Background: Chimeric antigen receptor (CAR)-T cell therapy has been successful in clinics, but complications and side-effects hamper wide application. Gamma delta (γδ) T cells can recognize antigens without MHC restriction, reduceing the risk of graft-versus-host disease (GvHD). Thus, I set up the experiments to characterize expanded γδ T cells and produce CAR-γδ T cells. Materials and Methods: Peripheral blood mononuclear cells (PBMCs) were isolated from healthy volunteers. Cell surface markers of γδ T cells were characterized using flow cytometry. γδ T cells were cultured for 2 weeks in three different conditions.
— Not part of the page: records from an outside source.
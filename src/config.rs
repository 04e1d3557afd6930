// 7.0: engine configuration. defaults reproduce the reference parameter set
// exactly: 0.01 order size, 0.60 stop, 0.90 take, 0.75 imbalance trigger,
// 100 concurrent trades, $10,000 quote and 0.5 base starting balances.

use crate::types::{Base, Quote};
use rust_decimal::Decimal;
use rust_decimal_macros::dec;
use serde::{Deserialize, Serialize};

#[derive(Debug, Clone, Serialize, Deserialize)]
pub struct EngineConfig {
    /// Fixed size of every simulated order, in base units. Not signal-scaled.
    pub order_size: Decimal,
    /// Absolute per-unit loss (quote units) at which an open trade is cut.
    pub stop_loss: Decimal,
    /// Absolute per-unit profit (quote units) at which an open trade is taken.
    pub take_profit: Decimal,
    /// Imbalance magnitude that triggers an entry.
    pub imbalance_threshold: Decimal,
    /// Open-trade capacity; entries are declined at the cap.
    pub max_open_trades: usize,
    /// Starting quote-currency balance.
    pub initial_quote: Quote,
    /// Starting base-asset balance.
    pub initial_base: Base,
    /// Maximum number of audit events retained in memory.
    pub max_events: usize,
    /// Print audit events as they are emitted.
    pub verbose: bool,
}

impl Default for EngineConfig {
    fn default() -> Self {
        Self {
            order_size: dec!(0.01),
            stop_loss: dec!(0.60),
            take_profit: dec!(0.90),
            imbalance_threshold: dec!(0.75),
            max_open_trades: 100,
            initial_quote: Quote::new(dec!(10000)),
            initial_base: Base::new(dec!(0.5)),
            max_events: 10_000,
            verbose: false,
        }
    }
}

#[cfg(test)]
mod tests {
    use super::*;

    #[test]
    fn defaults_match_reference_parameters() {
        let config = EngineConfig::default();
        assert_eq!(config.order_size, dec!(0.01));
        assert_eq!(config.stop_loss, dec!(0.60));
        assert_eq!(config.take_profit, dec!(0.90));
        assert_eq!(config.imbalance_threshold, dec!(0.75));
        assert_eq!(config.max_open_trades, 100);
        assert_eq!(config.initial_quote.value(), dec!(10000));
        assert_eq!(config.initial_base.value(), dec!(0.5));
    }
}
Lentiviral vector expressing CD19-CAR (FMC63-CD8 hinge) was transduced at day 10 in culture. Cytotoxicity was analyzed using 7-amino actinomycin D (7-AAD) and Annexin Ⅴ (AV) in OCI-Ly7 cells, a human B cell lymphoma cell line. NSG mice were injected intraperitoneally (i.p.) with SU- DHL6 cells labeled with Carboxyfluorescein succinimidyl ester (CFSE) followed by injection of CD19-CAR-transduced γδ T cells. After 48 hours, the peritoneal lavage was harvested and analyzed by flow cytometry to evaluate in vivo efficacy. Results: Vδ1 γδ T cells were expanded in the presence of IL-2+IL-15, while Vδ2 γδ T significantly proliferated in the presence of IL-2+ZOL+IL-15. γδ T cells expressed the activating receptors (NKG2D, CD16, and DNAM-1), cell death receptors (TRAIL and FasL) and, immune checkpoint receptors (PD-1 and BTLA) molecules sustainably. CAR-γδ T cells exhibited higher cytotoxicity than that of γδ T cells without CAR in vitro. Mice injected with ex vivo expanded CAR- γδ T cells showed lower numbers of SU-DHL6 cells than mice injected with γδ T cells without CAR. Conclusion: This study shows ex vivo expanded γδ T cells expressed cell surface markers robustly, and γδ T cells transduced with CAR exhibited advanced tumor cell killing ability in vitro and in vivo.